Consistency level set to TWO.

Now do the inserts fail? Well sometimes. It depends on which nodes we attempt to write to, something transparent to the user.


The Problem

Cassandra will try to put a piece of data on REPLICATION_FACTOR number of nodes. These nodes will be determined by hashing their primary key. If a node is down, Cassandra will not choose another. It simply cannot be written to at this time (of course, it might get the data if/when the node joins the cluster).

Upon inserting, the client decides how many nodes must be successfully written to before the INSERT is declared a success. This number is given by your CONSISTENCY_LEVEL. If the contract cannot be fulfilled then Cassandra will barf.


Further Reading

Application Failure Scenarios with Cassandra

Lightweight Transactions in Cassandra 2.0


Monday, February 23, 2015

Cassandra For the Busy - Part 1


A quick guide to Cassandra admin

From the Cassandra installation directory, running:

bin/nodetool -uUSER -pPASSWORD -hNODE ring KEYSPACE

(where the username, password, node and keyspace correspond to whatever you set up) produces data that reads like this:

Token is a number between Long.MIN_VALUE and Long.MAX_VALUE that is used in hashing the key. (See org.apache.cassandra.dht.Murmur3Partitioner.describeOwnership for how ownership is calculated over  a cluster using something like a MurmerHash algorithm. This is the default for Cassandra ).

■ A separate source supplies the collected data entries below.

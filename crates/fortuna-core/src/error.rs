//! Error type shared by every fortuna-core operation.
//!
//! Sampling errors are input-validation failures: they are raised before any
//! random draw happens and are never retried.

use thiserror::Error;

/// Result alias used throughout the crate.
pub type Result<T> = std::result::Result<T, FortunaError>;

/// Errors produced by sampling, the draw pipeline and evaluation.
#[derive(Debug, Error)]
pub enum FortunaError {
    /// Malformed range (`max < min`) or a zero count.
    #[error("invalid bounds: cannot draw {count} numbers from [{min}, {max}]")]
    InvalidBounds { count: usize, min: i64, max: i64 },

    /// More unique numbers requested than the range holds.
    #[error("cannot draw {count} unique numbers from [{min}, {max}] ({span} available)")]
    InvalidRange {
        count: usize,
        min: i64,
        max: i64,
        span: u64,
    },

    /// Lottery identifier not present in the configuration table.
    #[error("unknown lottery type: {0}")]
    UnknownLottery(String),

    /// Not enough historical draws for the requested operation.
    #[error("insufficient history: need at least {needed} draws, got {got}")]
    InsufficientHistory { needed: usize, got: usize },

    /// An evaluation was asked to run zero trials.
    #[error("evaluation needs at least one trial")]
    NoTrials,

    /// Attempted to write a draw file with no draws in it.
    #[error("no draws to save")]
    EmptyDataset,

    #[error("csv error: {0}")]
    Csv(#[from] csv::Error),

    #[error("io error: {0}")]
    Io(#[from] std::io::Error),

    #[error("json error: {0}")]
    Json(#[from] serde_json::Error),
}

impl FortunaError {
    /// True for the two sampler validation errors.
    pub fn is_validation(&self) -> bool {
        matches!(self, Self::InvalidBounds { .. } | Self::InvalidRange { .. })
    }
}

#[cfg(test)]
mod tests {
    use super::*;

    #[test]
    fn test_invalid_range_message_names_span() {
        let err = FortunaError::InvalidRange {
            count: 8,
            min: 1,
            max: 6,
            span: 6,
        };
        let msg = err.to_string();
        assert!(msg.contains("8 unique"));
        assert!(msg.contains("6 available"));
    }

    #[test]
    fn test_is_validation() {
        assert!(
            FortunaError::InvalidBounds {
                count: 0,
                min: 1,
                max: 2
            }
            .is_validation()
        );
        assert!(!FortunaError::NoTrials.is_validation());
        assert!(!FortunaError::UnknownLottery("bingo".into()).is_validation());
    }

    #[test]
    fn test_io_error_converts() {
        fn fails() -> Result<()> {
            Err(std::io::Error::new(std::io::ErrorKind::NotFound, "gone"))?;
            Ok(())
        }
        assert!(matches!(fails(), Err(FortunaError::Io(_))));
    }
}
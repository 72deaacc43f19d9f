//! Lottery format table.
//!
//! Each supported lottery maps to a plain [`LotteryConfig`]: the main number
//! range, how many numbers are drawn from it, and an optional bonus draw.

use std::str::FromStr;

use rand::Rng;
use serde::{Deserialize, Serialize};

use crate::error::{FortunaError, Result};
use crate::sampler::SampleRequest;

/// Supported lottery formats.
#[derive(Debug, Clone, Copy, PartialEq, Eq, Hash, PartialOrd, Ord, Serialize, Deserialize)]
#[serde(rename_all = "lowercase")]
pub enum LotteryKind {
    Mega7,
    Easy6,
    Fast5,
    Powerball,
    EuroMillions,
    OMillionaire,
}

impl LotteryKind {
    pub const ALL: [LotteryKind; 6] = [
        Self::Mega7,
        Self::Easy6,
        Self::Fast5,
        Self::Powerball,
        Self::EuroMillions,
        Self::OMillionaire,
    ];

    /// Identifier used on the command line and in data files.
    pub fn id(self) -> &'static str {
        match self {
            Self::Mega7 => "mega7",
            Self::Easy6 => "easy6",
            Self::Fast5 => "fast5",
            Self::Powerball => "powerball",
            Self::EuroMillions => "euromillions",
            Self::OMillionaire => "omillionaire",
        }
    }

    /// Name of the historical draw file for this lottery.
    pub fn data_file_name(self) -> &'static str {
        match self {
            Self::Mega7 => "Emirates_Draw_MEGA7.csv",
            Self::Easy6 => "Emirates_Draw_EASY6.csv",
            Self::Fast5 => "Emirates_Draw_FAST5.csv",
            Self::Powerball => "Powerball_USA.csv",
            Self::EuroMillions => "EuroMillions.csv",
            Self::OMillionaire => "OMillionaire.csv",
        }
    }

    pub fn config(self) -> LotteryConfig {
        match self {
            Self::Mega7 => LotteryConfig::plain(NumberRange::new(1, 50, 7)),
            Self::Easy6 => LotteryConfig::plain(NumberRange::new(1, 45, 6)),
            Self::Fast5 => LotteryConfig::plain(NumberRange::new(1, 45, 5)),
            Self::Powerball => LotteryConfig {
                main: NumberRange::new(1, 69, 5),
                bonus: Some(Bonus::Powerball { min: 1, max: 26 }),
            },
            Self::EuroMillions => LotteryConfig {
                main: NumberRange::new(1, 50, 5),
                bonus: Some(Bonus::Stars(NumberRange::new(1, 12, 2))),
            },
            Self::OMillionaire => LotteryConfig::plain(NumberRange::new(1, 45, 6)),
        }
    }
}

impl std::fmt::Display for LotteryKind {
    fn fmt(&self, f: &mut std::fmt::Formatter<'_>) -> std::fmt::Result {
        write!(f, "{}", self.id())
    }
}

impl FromStr for LotteryKind {
    type Err = FortunaError;

    fn from_str(s: &str) -> Result<Self> {
        let needle = s.trim().to_ascii_lowercase();
        Self::ALL
            .into_iter()
            .find(|k| k.id() == needle)
            .ok_or_else(|| FortunaError::UnknownLottery(s.to_string()))
    }
}

/// `count` numbers drawn from `[min, max]`.
#[derive(Debug, Clone, Copy, PartialEq, Eq, Serialize, Deserialize)]
pub struct NumberRange {
    pub min: i64,
    pub max: i64,
    pub count: usize,
}

impl NumberRange {
    pub const fn new(min: i64, max: i64, count: usize) -> Self {
        Self { min, max, count }
    }

    pub fn contains(&self, n: i64) -> bool {
        (self.min..=self.max).contains(&n)
    }

    pub fn request(&self) -> SampleRequest {
        SampleRequest {
            count: self.count,
            min: self.min,
            max: self.max,
        }
    }

    /// Sorted unique sample from this range.
    pub fn sample_with_rng<R: Rng + ?Sized>(&self, rng: &mut R) -> Result<Vec<i64>> {
        self.request().sample_with_rng(rng)
    }
}

/// Extra numbers drawn alongside the main set.
#[derive(Debug, Clone, Copy, PartialEq, Eq, Serialize, Deserialize)]
#[serde(rename_all = "lowercase")]
pub enum Bonus {
    /// One number from a separate range.
    Powerball { min: i64, max: i64 },
    /// Several unique "star" numbers from a separate range.
    Stars(NumberRange),
}

#[derive(Debug, Clone, Copy, PartialEq, Eq, Serialize, Deserialize)]
pub struct LotteryConfig {
    pub main: NumberRange,
    pub bonus: Option<Bonus>,
}

impl LotteryConfig {
    const fn plain(main: NumberRange) -> Self {
        Self { main, bonus: None }
    }

    /// Draw one ticket: the main set plus the bonus, if any.
    pub fn generate_ticket_with_rng<R: Rng + ?Sized>(&self, rng: &mut R) -> Result<Ticket> {
        let numbers = self.main.sample_with_rng(rng)?;
        let mut ticket = Ticket {
            numbers,
            powerball: None,
            stars: None,
        };
        match self.bonus {
            Some(Bonus::Powerball { min, max }) => {
                ticket.powerball = Some(NumberRange::new(min, max, 1).sample_with_rng(rng)?[0]);
            }
            Some(Bonus::Stars(range)) => {
                ticket.stars = Some(range.sample_with_rng(rng)?);
            }
            None => {}
        }
        Ok(ticket)
    }

    pub fn generate_ticket(&self) -> Result<Ticket> {
        self.generate_ticket_with_rng(&mut rand::rng())
    }
}

/// One generated set of numbers.
#[derive(Debug, Clone, PartialEq, Eq, Serialize, Deserialize)]
pub struct Ticket {
    pub numbers: Vec<i64>,
    #[serde(skip_serializing_if = "Option::is_none")]
    pub powerball: Option<i64>,
    #[serde(skip_serializing_if = "Option::is_none")]
    pub stars: Option<Vec<i64>>,
}

impl std::fmt::Display for Ticket {
    fn fmt(&self, f: &mut std::fmt::Formatter<'_>) -> std::fmt::Result {
        write!(f, "{:?}", self.numbers)?;
        if let Some(pb) = self.powerball {
            write!(f, " Powerball: {pb}")?;
        }
        if let Some(stars) = &self.stars {
            write!(f, " Stars: {stars:?}")?;
        }
        Ok(())
    }
}
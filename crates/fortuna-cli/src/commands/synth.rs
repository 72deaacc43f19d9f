//! `fortuna synth-data`: fill a data directory with synthetic draw history.

use fortuna_core::{DataDir, LotteryKind};

pub fn run(data_dir: &str) -> fortuna_core::Result<()> {
    let data = DataDir::new(data_dir);
    let created = data.ensure_files()?;

    for kind in LotteryKind::ALL {
        let path = data.path_for(kind);
        let status = if created.contains(&path) {
            "created"
        } else {
            "exists"
        };
        println!("  {:<14} {:<8} {}", kind.id(), status, path.display());
    }
    println!(
        "\n{} file(s) created in {}",
        created.len(),
        data.root().display()
    );
    Ok(())
}
pub fn run() {
    println!("Quantum Fortuna");
    println!("===============\n");
    println!("{}", fortuna_core::rng_explanation());
    super::print_disclaimer();
}
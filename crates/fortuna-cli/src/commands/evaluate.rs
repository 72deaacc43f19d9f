//! `fortuna evaluate-model`: frequency model vs. random baseline.

use fortuna_core::evaluation::SIGNIFICANCE_LEVEL;
use fortuna_core::{
    DataDir, DrawCache, EvaluationConfig, EvaluationReport, evaluate_prediction_model,
};

pub struct EvaluateCommandConfig<'a> {
    pub lottery: &'a str,
    pub trials: usize,
    pub seed: u64,
    pub window: usize,
    pub data_dir: &'a str,
    pub output_path: Option<&'a str>,
}

pub fn run(cfg: EvaluateCommandConfig<'_>) -> fortuna_core::Result<()> {
    let kind = super::parse_lottery(cfg.lottery)?;
    println!("Evaluating prediction model for {kind} against random baseline");
    println!("Running {} trials with seed {}", cfg.trials, cfg.seed);

    let data = DataDir::new(cfg.data_dir);
    let created = data.ensure_files()?;
    if !created.is_empty() {
        println!(
            "Generated synthetic history for {} lottery file(s) in {}",
            created.len(),
            data.root().display()
        );
    }

    let mut cache = DrawCache::default();
    let draws = cache.get_from(&data, kind)?;

    let config = EvaluationConfig {
        trials: cfg.trials,
        seed: Some(cfg.seed),
        window: cfg.window,
        ..EvaluationConfig::default()
    };
    let report = evaluate_prediction_model(draws, &config)?;
    print_report(&report);

    if let Some(path) = cfg.output_path {
        std::fs::write(path, serde_json::to_string_pretty(&report)?)?;
        println!("\nReport written to {path}");
    }
    Ok(())
}

fn print_report(report: &EvaluationReport) {
    println!("\n===== EVALUATION RESULTS =====");
    if let Some(baseline) = report.baseline_avg {
        println!("Random Baseline  - Average matches: {baseline:.4}");
    }
    println!("Prediction Model - Average matches: {:.4}", report.avg_matches);
    if let Some(p) = report.p_value {
        println!("Statistical significance (p-value): {p:.4}");
    }

    println!("\n  {:>7} {:>8} {:>8}", "Matches", "Trials", "Share");
    println!("  {}", "-".repeat(25));
    for (matches, count) in &report.match_distribution {
        let share = report.match_probabilities.get(matches).copied().unwrap_or(0.0);
        println!("  {matches:>7} {count:>8} {:>7.1}%", share * 100.0);
    }

    if report.is_significant() {
        println!("\n⚠️  UNEXPECTED RESULT: p <= {SIGNIFICANCE_LEVEL}.");
        println!("This is almost certainly random chance in this particular run.");
        println!("Try different seeds: the effect will not persist.");
    } else {
        println!("\n⚠️  CONCLUSION: the prediction model shows NO statistically significant");
        println!("improvement over random selection. Lottery numbers CANNOT be predicted");
        println!("better than chance.");
    }
}
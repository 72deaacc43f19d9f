//! Prediction model evaluation against a random baseline.
//!
//! The [`FrequencyModel`] looks like a reasonable predictor: it weighs how
//! often and how recently each number appeared. On independent uniform draws
//! it cannot do better than a random pick, and
//! [`evaluate_prediction_model`] measures exactly that with a one-sided
//! Student's t-test against the random baseline's average.

use std::collections::{BTreeMap, HashMap, HashSet};

use log::{debug, info};
use rand::rngs::StdRng;
use rand::seq::IndexedRandom;
use rand::{Rng, SeedableRng};
use serde::Serialize;
use statrs::distribution::{ContinuousCDF, StudentsT};

use crate::draws::Draw;
use crate::error::{FortunaError, Result};
use crate::lottery::NumberRange;

/// Draws needed before a model can be trained.
pub const MIN_HISTORY: usize = 10;

/// p-value threshold used when summarising a report.
pub const SIGNIFICANCE_LEVEL: f64 = 0.05;

// ---------------------------------------------------------------------------
// Configuration and results
// ---------------------------------------------------------------------------

/// Settings for [`evaluate_prediction_model`].
#[derive(Debug, Clone)]
pub struct EvaluationConfig {
    pub trials: usize,
    /// `None` seeds from the OS.
    pub seed: Option<u64>,
    /// Leading fraction of history used for training.
    pub train_fraction: f64,
    /// Trailing draws the model looks at.
    pub window: usize,
}

impl Default for EvaluationConfig {
    fn default() -> Self {
        Self {
            trials: 1000,
            seed: Some(42),
            train_fraction: 0.8,
            window: 5,
        }
    }
}

/// Outcome of an evaluation run.
#[derive(Debug, Clone, Serialize)]
pub struct EvaluationReport {
    pub trials: usize,
    pub avg_matches: f64,
    /// matches → number of trials.
    pub match_distribution: BTreeMap<usize, usize>,
    /// matches → fraction of trials.
    pub match_probabilities: BTreeMap<usize, f64>,
    /// Random baseline average (model evaluations only).
    pub baseline_avg: Option<f64>,
    /// One-sided p-value for "model beats baseline" (model evaluations only).
    pub p_value: Option<f64>,
}

impl EvaluationReport {
    fn from_matches(matches: &[usize], max_matches: usize) -> Self {
        let trials = matches.len();
        let mut match_distribution: BTreeMap<usize, usize> =
            (0..=max_matches).map(|k| (k, 0)).collect();
        for &m in matches {
            *match_distribution.entry(m).or_insert(0) += 1;
        }
        let match_probabilities = match_distribution
            .iter()
            .map(|(&k, &v)| (k, v as f64 / trials as f64))
            .collect();
        Self {
            trials,
            avg_matches: matches.iter().sum::<usize>() as f64 / trials as f64,
            match_distribution,
            match_probabilities,
            baseline_avg: None,
            p_value: None,
        }
    }

    /// True when the model showed a statistically significant improvement.
    pub fn is_significant(&self) -> bool {
        self.p_value.is_some_and(|p| p <= SIGNIFICANCE_LEVEL)
    }
}

// ---------------------------------------------------------------------------
// Helpers
// ---------------------------------------------------------------------------

/// Number of values shared by `selection` and `winning`.
pub fn count_matches(selection: &[i64], winning: &[i64]) -> usize {
    let winning: HashSet<i64> = winning.iter().copied().collect();
    selection
        .iter()
        .copied()
        .collect::<HashSet<i64>>()
        .intersection(&winning)
        .count()
}

fn make_rng(seed: Option<u64>) -> StdRng {
    match seed {
        Some(s) => StdRng::seed_from_u64(s),
        None => StdRng::from_os_rng(),
    }
}

/// One-sided one-sample t-test of `H1: mean(samples) > mu`.
///
/// Returns 1.0 when the sample mean is not above `mu`. A zero-variance
/// sample above `mu` returns 0.0.
pub fn one_sided_t_test(samples: &[f64], mu: f64) -> f64 {
    let n = samples.len();
    if n < 2 {
        return 1.0;
    }
    let mean = samples.iter().sum::<f64>() / n as f64;
    let var = samples.iter().map(|x| (x - mean).powi(2)).sum::<f64>() / (n - 1) as f64;
    if mean <= mu {
        return 1.0;
    }
    if var == 0.0 {
        return 0.0;
    }
    let t = (mean - mu) / (var / n as f64).sqrt();
    match StudentsT::new(0.0, 1.0, (n - 1) as f64) {
        Ok(dist) => dist.sf(t).clamp(0.0, 1.0),
        Err(_) => 1.0,
    }
}

fn main_range(draws: &[Draw]) -> Result<NumberRange> {
    draws
        .first()
        .map(|d| d.lottery.config().main)
        .ok_or(FortunaError::InsufficientHistory { needed: 1, got: 0 })
}

// ---------------------------------------------------------------------------
// Random baseline
// ---------------------------------------------------------------------------

/// Pick a random historical draw and a random ticket per trial and count the
/// matches.
pub fn evaluate_random_baseline(
    draws: &[Draw],
    trials: usize,
    seed: Option<u64>,
) -> Result<EvaluationReport> {
    let range = main_range(draws)?;
    if trials == 0 {
        return Err(FortunaError::NoTrials);
    }
    let mut rng = make_rng(seed);
    let mut matches = Vec::with_capacity(trials);
    for _ in 0..trials {
        let Some(draw) = draws.choose(&mut rng) else {
            break;
        };
        let selection = range.sample_with_rng(&mut rng)?;
        matches.push(count_matches(&selection, &draw.numbers));
    }
    let report = EvaluationReport::from_matches(&matches, range.count);
    debug!("random baseline: {:.4} avg matches over {trials} trials", report.avg_matches);
    Ok(report)
}

// ---------------------------------------------------------------------------
// Frequency model
// ---------------------------------------------------------------------------

/// Scores numbers by frequency and recency over a trailing window and picks
/// the top scorers.
#[derive(Debug, Clone, Copy)]
pub struct FrequencyModel {
    pub window: usize,
}

impl FrequencyModel {
    pub fn new(window: usize) -> Self {
        Self {
            window: window.max(1),
        }
    }

    /// Score every in-range number seen in the last `window` draws.
    ///
    /// A draw `age` steps back contributes `1 + 1 / (age + 1)` per number.
    pub fn scores(&self, history: &[Draw], range: NumberRange) -> HashMap<i64, f64> {
        let mut scores = HashMap::new();
        for (age, draw) in history.iter().rev().take(self.window).enumerate() {
            let weight = 1.0 + 1.0 / (age as f64 + 1.0);
            for &n in draw.numbers.iter().filter(|&&n| range.contains(n)) {
                *scores.entry(n).or_insert(0.0) += weight;
            }
        }
        scores
    }

    /// Predict one ticket's main numbers, sorted ascending.
    ///
    /// Ties break toward the smaller number. If the window holds fewer than
    /// `range.count` distinct numbers the rest are filled at random.
    pub fn predict_with_rng<R: Rng + ?Sized>(
        &self,
        history: &[Draw],
        range: NumberRange,
        rng: &mut R,
    ) -> Result<Vec<i64>> {
        if history.len() < self.window {
            return Err(FortunaError::InsufficientHistory {
                needed: self.window,
                got: history.len(),
            });
        }
        range.request().validate()?;

        let mut ranked: Vec<(i64, f64)> = self.scores(history, range).into_iter().collect();
        ranked.sort_by(|a, b| b.1.total_cmp(&a.1).then(a.0.cmp(&b.0)));

        let mut picked: Vec<i64> = ranked.iter().take(range.count).map(|&(n, _)| n).collect();
        if picked.len() < range.count {
            let taken: HashSet<i64> = picked.iter().copied().collect();
            let rest: Vec<i64> = (range.min..=range.max).filter(|n| !taken.contains(n)).collect();
            let needed = range.count - picked.len();
            let fill = NumberRange::new(0, rest.len() as i64 - 1, needed).sample_with_rng(rng)?;
            picked.extend(fill.into_iter().map(|i| rest[i as usize]));
        }
        picked.sort_unstable();
        Ok(picked)
    }
}

// ---------------------------------------------------------------------------
// Model evaluation
// ---------------------------------------------------------------------------

/// Evaluate [`FrequencyModel`] on held-out draws and compare it with the
/// random baseline.
///
/// History is split chronologically; each sampled test draw is predicted
/// from every draw before it. Test draws are sampled with replacement when
/// there are fewer of them than `config.trials`.
pub fn evaluate_prediction_model(
    draws: &[Draw],
    config: &EvaluationConfig,
) -> Result<EvaluationReport> {
    if draws.len() < MIN_HISTORY {
        return Err(FortunaError::InsufficientHistory {
            needed: MIN_HISTORY,
            got: draws.len(),
        });
    }
    if config.trials == 0 {
        return Err(FortunaError::NoTrials);
    }
    let range = main_range(draws)?;
    let model = FrequencyModel::new(config.window);

    let train_size = ((config.train_fraction.clamp(0.0, 1.0) * draws.len() as f64) as usize)
        .clamp(model.window.min(draws.len() - 1), draws.len() - 1);
    let test_len = draws.len() - train_size;

    let mut rng = make_rng(config.seed);
    let test_indices: Vec<usize> = if test_len < config.trials {
        (0..config.trials)
            .map(|_| train_size + rng.random_range(0..test_len))
            .collect()
    } else {
        rand::seq::index::sample(&mut rng, test_len, config.trials)
            .into_iter()
            .map(|i| train_size + i)
            .collect()
    };
    info!(
        "evaluating frequency model: {} train draws, {test_len} test draws, {} trials",
        train_size, config.trials
    );

    let mut matches = Vec::with_capacity(config.trials);
    for idx in test_indices {
        let prediction = model.predict_with_rng(&draws[..idx], range, &mut rng)?;
        matches.push(count_matches(&prediction, &draws[idx].numbers));
    }

    let mut report = EvaluationReport::from_matches(&matches, range.count);
    let baseline = evaluate_random_baseline(draws, config.trials, config.seed)?;
    let samples: Vec<f64> = matches.iter().map(|&m| m as f64).collect();
    report.p_value = Some(one_sided_t_test(&samples, baseline.avg_matches));
    report.baseline_avg = Some(baseline.avg_matches);
    Ok(report)
}
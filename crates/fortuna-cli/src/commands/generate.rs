//! `fortuna generate-numbers`: draw ticket sets for a lottery.

use fortuna_core::{DEFAULT_METRIC_LABELS, DerivedMetrics, Ticket, derive_metrics_with_rng};
use log::info;
use serde::Serialize;

pub struct GenerateCommandConfig<'a> {
    pub lottery: &'a str,
    pub count: usize,
    pub seed: Option<u64>,
    pub include_metrics: bool,
    pub json: bool,
}

#[derive(Serialize)]
struct GeneratedSet {
    set: usize,
    #[serde(flatten)]
    ticket: Ticket,
    #[serde(skip_serializing_if = "Option::is_none")]
    metrics: Option<DerivedMetrics>,
}

#[derive(Serialize)]
struct GenerateOutput<'a> {
    lottery: &'a str,
    sets: Vec<GeneratedSet>,
    disclaimer: &'static str,
}

pub fn run(cfg: GenerateCommandConfig<'_>) -> fortuna_core::Result<()> {
    let kind = super::parse_lottery(cfg.lottery)?;
    let config = kind.config();
    let mut rng = super::make_rng(cfg.seed);
    info!("generating {} sets of {kind} numbers", cfg.count);

    let mut sets = Vec::with_capacity(cfg.count);
    for i in 0..cfg.count {
        let ticket = config.generate_ticket_with_rng(&mut rng)?;
        let metrics = cfg
            .include_metrics
            .then(|| derive_metrics_with_rng(&DEFAULT_METRIC_LABELS, &mut rng));
        sets.push(GeneratedSet {
            set: i + 1,
            ticket,
            metrics,
        });
    }

    if cfg.json {
        let output = GenerateOutput {
            lottery: kind.id(),
            sets,
            disclaimer: fortuna_core::DISCLAIMER,
        };
        println!("{}", serde_json::to_string_pretty(&output)?);
        return Ok(());
    }

    println!("{kind}: {} set(s)\n", cfg.count);
    for set in &sets {
        println!("  Set {}: {}", set.set, set.ticket);
        if let Some(metrics) = &set.metrics {
            for (label, value) in metrics.iter() {
                println!("    {label:<14} {value:.3}");
            }
        }
    }
    super::print_disclaimer();
    Ok(())
}
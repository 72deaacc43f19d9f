use fortuna_core::{
    FortunaError, derive_metrics_with_rng, sample_unique_with_rng,
    sample_with_replacement_with_rng,
};
use proptest::prelude::*;
use rand::SeedableRng;
use rand_chacha::ChaCha8Rng;

proptest! {
    #[test]
    fn prop_unique_sample_contract(
        min in -1000i64..1000,
        width in 0i64..200,
        count_frac in 0.0f64..=1.0,
        seed in any::<u64>(),
    ) {
        let max = min + width;
        let span = (width + 1) as usize;
        let count = ((span as f64 * count_frac).ceil() as usize).clamp(1, span);
        let mut rng = ChaCha8Rng::seed_from_u64(seed);

        let out = sample_unique_with_rng(count, min, max, &mut rng).unwrap();

        prop_assert_eq!(out.len(), count);
        prop_assert!(out.windows(2).all(|w| w[0] < w[1]));
        prop_assert!(out.iter().all(|n| (min..=max).contains(n)));
    }

    #[test]
    fn prop_full_range_is_identity(min in -500i64..500, width in 0i64..100, seed in any::<u64>()) {
        let max = min + width;
        let mut rng = ChaCha8Rng::seed_from_u64(seed);
        let out = sample_unique_with_rng((width + 1) as usize, min, max, &mut rng).unwrap();
        prop_assert_eq!(out, (min..=max).collect::<Vec<_>>());
    }

    #[test]
    fn prop_oversized_request_fails(
        min in -500i64..500,
        width in 0i64..100,
        extra in 1usize..50,
        seed in any::<u64>(),
    ) {
        let max = min + width;
        let count = (width + 1) as usize + extra;
        let mut rng = ChaCha8Rng::seed_from_u64(seed);
        let is_range_error = matches!(
            sample_unique_with_rng(count, min, max, &mut rng),
            Err(FortunaError::InvalidRange { .. })
        );
        prop_assert!(is_range_error);
    }

    #[test]
    fn prop_inverted_bounds_fail(min in -500i64..500, gap in 1i64..100, count in 0usize..10) {
        let mut rng = ChaCha8Rng::seed_from_u64(0);
        let is_bounds_error = matches!(
            sample_unique_with_rng(count, min, min - gap, &mut rng),
            Err(FortunaError::InvalidBounds { .. })
        );
        prop_assert!(is_bounds_error);
    }

    #[test]
    fn prop_with_replacement_in_range(
        min in -100i64..100,
        width in 0i64..20,
        count in 1usize..100,
        seed in any::<u64>(),
    ) {
        let max = min + width;
        let mut rng = ChaCha8Rng::seed_from_u64(seed);
        let out = sample_with_replacement_with_rng(count, min, max, &mut rng).unwrap();
        prop_assert_eq!(out.len(), count);
        prop_assert!(out.iter().all(|n| (min..=max).contains(n)));
    }

    #[test]
    fn prop_metrics_one_entry_per_label(
        labels in prop::collection::btree_set("[a-z]{1,12}", 0..10),
        seed in any::<u64>(),
    ) {
        let labels: Vec<String> = labels.into_iter().collect();
        let mut rng = ChaCha8Rng::seed_from_u64(seed);
        let m = derive_metrics_with_rng(&labels, &mut rng);
        prop_assert_eq!(m.len(), labels.len());
        for label in &labels {
            let v = m.get(label).unwrap();
            prop_assert!((0.0..=1.0).contains(&v));
        }
    }
}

Load refers to how much has been flushed to disk. Therefore, this may take some time to register a change after you have truncated a table containing 10 million rows. This appears to correspond to org.apache.cassandra.service.StorageService.getLoad().

Owns This represents how much of the ring range a token covers. Note: it might not add up to 100%. "For DC [data centre] unaware replication strategies, ownership without replication will be 100%" (see code comments here. for org.apache.cassandra.service.StorageService.effectiveOwnership). But with replication, it appears to be 100% * the replication factor.